(Beginning of Recorded information)
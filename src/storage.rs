//! The collaborators around the table: loading classification results,
//! saving reviewed requirements and exporting CSV.

/// CSV export.
pub mod csv;
pub use csv::{CsvExport, CsvExporter, download_base_name};

mod results;
pub use results::{ClassificationResponse, ClassificationResult, LoadError};

mod save;
pub use save::{
    FileSaveSink, HIGHLIGHTS_FILE, PersistedRequirement, REQUIREMENTS_FILE, SaveError,
    SaveResponse, SaveSink, group_by_page,
};
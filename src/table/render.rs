use std::collections::{HashMap, VecDeque};

use serde::{Deserialize, Serialize};
use tracing::instrument;

use crate::{
    domain::{RecordKey, RequirementRecord},
    table::{
        BodyRow, Column, Container, HeaderCell,
        selection::{capture, restore},
    },
};

/// How the view is refreshed after the dataset changes.
#[derive(Debug, Clone, Copy, Default, PartialEq, Eq, Hash, Serialize, Deserialize)]
#[serde(rename_all = "lowercase")]
pub enum RenderStrategy {
    /// Discard every row and build the table again.
    #[default]
    Rebuild,
    /// Keep rows whose record is still present and only build or drop the
    /// difference.
    Reconcile,
}

/// Counts of the row operations performed by [`reconcile`].
#[derive(Debug, Clone, Copy, Default, PartialEq, Eq)]
pub struct ReconcileStats {
    /// Rows kept from the previous view.
    pub reused: usize,
    /// Rows built for records that had none.
    pub created: usize,
    /// Rows removed because their record is gone.
    pub dropped: usize,
}

/// Formats a confidence as a whole percentage, rounding half up.
///
/// ```
/// assert_eq!(reqgrid::table::format_confidence(0.873), "87%");
/// assert_eq!(reqgrid::table::format_confidence(1.0), "100%");
/// ```
#[must_use]
#[allow(clippy::cast_possible_truncation)]
pub fn format_confidence(confidence: f64) -> String {
    let percentage = confidence.mul_add(100.0, 0.5).floor() as i64;
    format!("{percentage}%")
}

fn header() -> Vec<HeaderCell> {
    Column::ALL.into_iter().map(HeaderCell::new).collect()
}

/// Rebuilds the container from `records`.
///
/// The current selections are captured before the container is cleared and
/// restored onto the new rows by text. Selections for texts that no longer
/// appear are dropped.
#[instrument(level = "debug", skip_all, fields(records = records.len()))]
pub fn render(container: &mut Container, records: &[RequirementRecord]) {
    let snapshot = capture(container);
    rebuild_with(container, records, |row, record| {
        restore(row, &record.text, &snapshot);
    });
}

/// Brings the container in line with `records` by patching rows in place.
///
/// Rows are matched to records by identity and moved into dataset order,
/// keeping their selection. New records get fresh rows, restored by text from
/// the rows present before the patch.
#[instrument(level = "debug", skip_all, fields(records = records.len()))]
pub fn reconcile(container: &mut Container, records: &[RequirementRecord]) -> ReconcileStats {
    let snapshot = capture(container);
    reconcile_with(container, records, |row, record| {
        restore(row, &record.text, &snapshot);
    })
}

pub fn rebuild_with<F>(
    container: &mut Container,
    records: &[RequirementRecord],
    mut prepare: F,
) where
    F: FnMut(&mut BodyRow, &RequirementRecord),
{
    container.clear();
    container.set_header(header());

    for record in records {
        let mut row = BodyRow::from_record(record);
        prepare(&mut row, record);
        container.push_row(row);
    }
}

pub fn reconcile_with<F>(
    container: &mut Container,
    records: &[RequirementRecord],
    mut prepare: F,
) -> ReconcileStats
where
    F: FnMut(&mut BodyRow, &RequirementRecord),
{
    if container.header().is_empty() {
        container.set_header(header());
    }

    let mut existing: HashMap<RecordKey, VecDeque<BodyRow>> = HashMap::new();
    for row in container.take_rows() {
        existing.entry(row.key().clone()).or_default().push_back(row);
    }

    let mut stats = ReconcileStats::default();
    for record in records {
        let reused = existing
            .get_mut(&record.key())
            .and_then(VecDeque::pop_front);
        if let Some(row) = reused {
            stats.reused += 1;
            container.push_row(row);
            continue;
        }

        stats.created += 1;
        let mut row = BodyRow::from_record(record);
        prepare(&mut row, record);
        container.push_row(row);
    }

    stats.dropped = existing.values().map(VecDeque::len).sum();
    tracing::debug!(
        reused = stats.reused,
        created = stats.created,
        dropped = stats.dropped,
        "reconciled rows"
    );
    stats
}

#[cfg(test)]
mod tests {
    use test_case::test_case;

    use super::*;
    use crate::domain::{
        Classification,
        dataset::tests::{record, two_records},
    };

    #[test_case(0.873, "87%")]
    #[test_case(1.0, "100%")]
    #[test_case(0.0, "0%")]
    #[test_case(0.5, "50%")]
    #[test_case(0.125, "13%")]
    #[test_case(0.994, "99%")]
    fn confidence_is_a_rounded_percentage(confidence: f64, expected: &str) {
        assert_eq!(format_confidence(confidence), expected);
    }

    #[test]
    fn header_lists_every_column() {
        let mut container = Container::new();
        render(&mut container, &two_records());

        let labels: Vec<_> = container
            .header()
            .iter()
            .copied()
            .map(HeaderCell::label)
            .collect();
        assert_eq!(
            labels,
            [
                "Text",
                "AI Classification",
                "Confidence",
                "User Classification",
                "Delete"
            ]
        );
    }

    #[test]
    fn one_row_per_record_in_order() {
        let mut container = Container::new();
        render(&mut container, &two_records());

        let texts: Vec<_> = container.rows().iter().map(BodyRow::text).collect();
        assert_eq!(texts, ["A", "B"]);
        assert_eq!(container.rows()[1].confidence(), "90%");
        assert_eq!(container.rows()[1].ai_classification(), "NF - Security");
    }

    #[test]
    fn empty_dataset_renders_only_the_header() {
        let mut container = Container::new();
        render(&mut container, &two_records());
        render(&mut container, &[]);

        assert_eq!(container.header().len(), 5);
        assert!(container.rows().is_empty());
    }

    #[test]
    fn selections_survive_a_rebuild() {
        let mut container = Container::new();
        let mut records = two_records();
        render(&mut container, &records);
        container
            .row_mut(0)
            .unwrap()
            .selection
            .set(Classification::Functional);

        records.reverse();
        render(&mut container, &records);

        assert_eq!(container.rows()[1].text(), "A");
        assert_eq!(
            container.rows()[1].selection.value(),
            Classification::Functional
        );
        assert!(container.rows()[0].selection.value().is_placeholder());
    }

    #[test]
    fn selections_of_removed_rows_are_dropped() {
        let mut container = Container::new();
        render(&mut container, &two_records());
        container
            .row_mut(0)
            .unwrap()
            .selection
            .set(Classification::Legal);

        render(&mut container, &[record("B", 2, "NF - Security", 0.9)]);
        render(&mut container, &two_records());

        assert!(container.rows()[0].selection.value().is_placeholder());
    }

    #[test]
    fn reconcile_matches_rebuild() {
        let initial = vec![
            record("A", 1, "Functional", 0.5),
            record("B", 2, "NF - Security", 0.9),
            record("C", 3, "NF - Legal", 0.1),
        ];
        let next = vec![
            record("C", 3, "NF - Legal", 0.1),
            record("A", 1, "Functional", 0.5),
            record("D", 4, "Functional", 0.3),
        ];

        let mut rebuilt = Container::new();
        render(&mut rebuilt, &initial);
        rebuilt.row_mut(0).unwrap().selection.set(Classification::Portability);
        let mut patched = rebuilt.clone();

        render(&mut rebuilt, &next);
        let stats = reconcile(&mut patched, &next);

        assert_eq!(rebuilt, patched);
        assert_eq!(
            stats,
            ReconcileStats {
                reused: 2,
                created: 1,
                dropped: 1
            }
        );
    }

    #[test]
    fn reconcile_builds_header_on_first_use() {
        let mut container = Container::new();
        let stats = reconcile(&mut container, &two_records());

        assert_eq!(container.header().len(), 5);
        assert_eq!(stats.created, 2);
    }
}
//! The review table.
//!
//! The table renders the dataset into a [`Container`], keeps the reviewer's
//! selections alive across sorts and deletions, and turns the final state
//! into [`ExportRecord`]s for the save and CSV collaborators.

mod component;
pub use component::{DuplicateRecord, NoSuchRow, ReviewTable, TableEvent};

mod container;
pub use container::{BodyRow, Column, Container, DeleteControl, HeaderCell, SelectControl};

mod export;
pub use export::{ExportRecord, ExtractError, extract};

mod render;
pub use render::{ReconcileStats, RenderStrategy, format_confidence, reconcile, render};

/// Capture and restore of selections across a full re-render.
pub mod selection;

mod sort;
pub use sort::{SortColumn, SortDirection, SortState};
(End of Recorded information)
▶ Your objective: Bring together all lines in the records where the word "usize" is found.

▶ Task answer:
    pub reused: usize,
    pub created: usize,
    pub dropped: usize,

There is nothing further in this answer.